Brothers : A Tale of Two Sons, c'est l'une des plus belles aventures qu'on peut vivre avec le jeu vidéo. Onirique, simple et naïf, ce récit initiatique émeut. Le tout derrière un gameplay solide et original, qui transcende véritablement l'expérience.
On contrôle deux frères, un grand brun costaud et un petit blond plus souple, et toute l'originalité du jeu tient dans ses contrôles : tandis qu'on dirige l'un avec le stick et la gâchette gauche, on dirige l'autre avec le stick droit et sa gâchette associée. Et quelle humiliation pour le joueur de voir qu'il ne sait de prime abord pas faire 10 mètres sans que les personnages n'aillent dans tous les sens. Et tout au long du jeu, Brothers jouera avec ce principe, en l'affinant, en le corsant, en rendant les interrelations entre les deux frères de plus en plus complexes et poignantes. Et si au début le jeu n'a pas fière allure, les deux héros semblant être contrôlés un peu hasard, avec le temps, on réussit à maîtriser son cerveau et à accorder les deux commandes pour que tout s’enchaîne avec une fluidité exemplaire.Là réside le premier éclat de la beauté du jeu. C'est d'ailleurs l'un des rares jeux qui n'a aucun intérêt à être regardé jouer (interdisez-vous toute vidéo de gameplay du coup).

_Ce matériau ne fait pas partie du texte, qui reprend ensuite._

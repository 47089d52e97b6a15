use std::sync::Arc;

use actix_web::{HttpRequest, HttpResponse, Result as ActixResult};
use tracing::{error, info};

use super::ClassService;
use crate::models::classes::requests::CreateClassRequest;
use crate::models::{ApiResponse, ErrorCode};
use crate::storage::Storage;

pub async fn create_class(
    service: &ClassService,
    request: &HttpRequest,
    class_data: CreateClassRequest,
) -> ActixResult<HttpResponse> {
    let storage = service.get_storage(request);

    if class_data.class_name.trim().is_empty() {
        return Ok(HttpResponse::BadRequest().json(ApiResponse::error_empty(
            ErrorCode::ValidationFailed,
            "Class name must not be empty",
        )));
    }

    // 班级名称唯一性
    if let Err(resp) = check_class_name_unique(&class_data.class_name, &storage).await {
        return Ok(resp);
    }

    match storage.create_class(class_data).await {
        Ok(class) => {
            info!("Class {} created", class.class_name);
            Ok(HttpResponse::Created().json(ApiResponse::success(class, "Class created successfully")))
        }
        Err(e) => {
            let msg = format!("Class creation failed: {e}");
            error!("{}", msg);
            if msg.contains("UNIQUE constraint failed") {
                Ok(HttpResponse::Conflict().json(ApiResponse::error_empty(
                    ErrorCode::ClassAlreadyExists,
                    "Class name already exists",
                )))
            } else {
                Ok(
                    HttpResponse::InternalServerError().json(ApiResponse::error_empty(
                        ErrorCode::ClassCreationFailed,
                        msg,
                    )),
                )
            }
        }
    }
}

/// 名称唯一性校验辅助函数
async fn check_class_name_unique(
    class_name: &str,
    storage: &Arc<dyn Storage>,
) -> Result<(), HttpResponse> {
    match storage.get_class_by_name(class_name).await {
        Ok(Some(_)) => Err(HttpResponse::Conflict().json(ApiResponse::error_empty(
            ErrorCode::ClassAlreadyExists,
            "Class name already exists",
        ))),
        Ok(None) => Ok(()),
        Err(e) => {
            error!("Failed to check class name: {}", e);
            Err(
                HttpResponse::InternalServerError().json(ApiResponse::error_empty(
                    ErrorCode::InternalServerError,
                    "Internal server error while checking class name",
                )),
            )
        }
    }
}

Pour autant, celui-ci n'est pas bien dur, la progression n'est d'ailleurs jamais hachée plus de deux minutes par les énigmes, et toute la "difficulté" du soft tient donc dans l'harmonie requise par les deux personnages. Les différents puzzles seront vite résolus, et serviront surtout à mettre en évidence la beauté du concept, en proposant à chaque fois des nouvelles idées pour surprendre, ou émerveiller.
Émerveillement, le mot qui décrit peut-être le mieux l'oeuvre au final, puisqu'on progresse rapidement, traversant de nombreux paysages bucoliques aux tons oscillant entre l'ocre et l'olive et rencontrant nombre de créatures fantastiques, telles les géants ou les ogres. Et pourtant, (presque) jamais on ne tuera : les deux adolescents accomplissent surtout un voyage, une quête dont on finit par oublier le but et ils ne sont pas des guerriers. Juste des enfants d'un village nordique partant à l'aventure, et dialoguant avec les paysans qu'ils rencontreront, dans leur langue obscure.
C'est aussi l'une des plus belles idées du soft : les personnages parlent, mais on ne comprend jamais ce qu'ils disent, de sorte que l'histoire se raconte plutôt avec des actions, des paysages et des rencontres plutôt qu'avec des mots ou des cinématiques. Et pourtant, contrairement à un Journey, Brothers a quelque chose à raconter, il n'est pas qu'un trip contemplatif, il a un univers, des personnages, une quête, des péripéties variées et marquantes et même des ... quêtes annexes, au sens le plus strict du terme. Parfois en effet, et sans récompense aucune, le joueur pourra faire quelques petits détours pour aider des animaux ou personnages, pour le simple plaisir d'avoir contribué à ce monde. Ce qui forge d'autant plus le lien entre le joueur et ces deux frères qu'il contrôle.
Périple au sein d'un pays nordique fantastique, Brothers est une odyssée au sens le plus ulysséen du terme : des rencontres magiques, des randonnées en montagne à dos de bouquetin, l'exploration d'une maison de géant ou un voyage en barque sur les flots glacés ; un jeu qui se raconte plus avec l'expérience et les péripéties vécues qu'avec des constats techniques sur la durée de vie, les graphismes, la difficulté ou la profondeur du gameplay. Une claque magistrale, tout simplement, et la preuve que jeu vidéo poétique ne rime pas toujours avec prétention.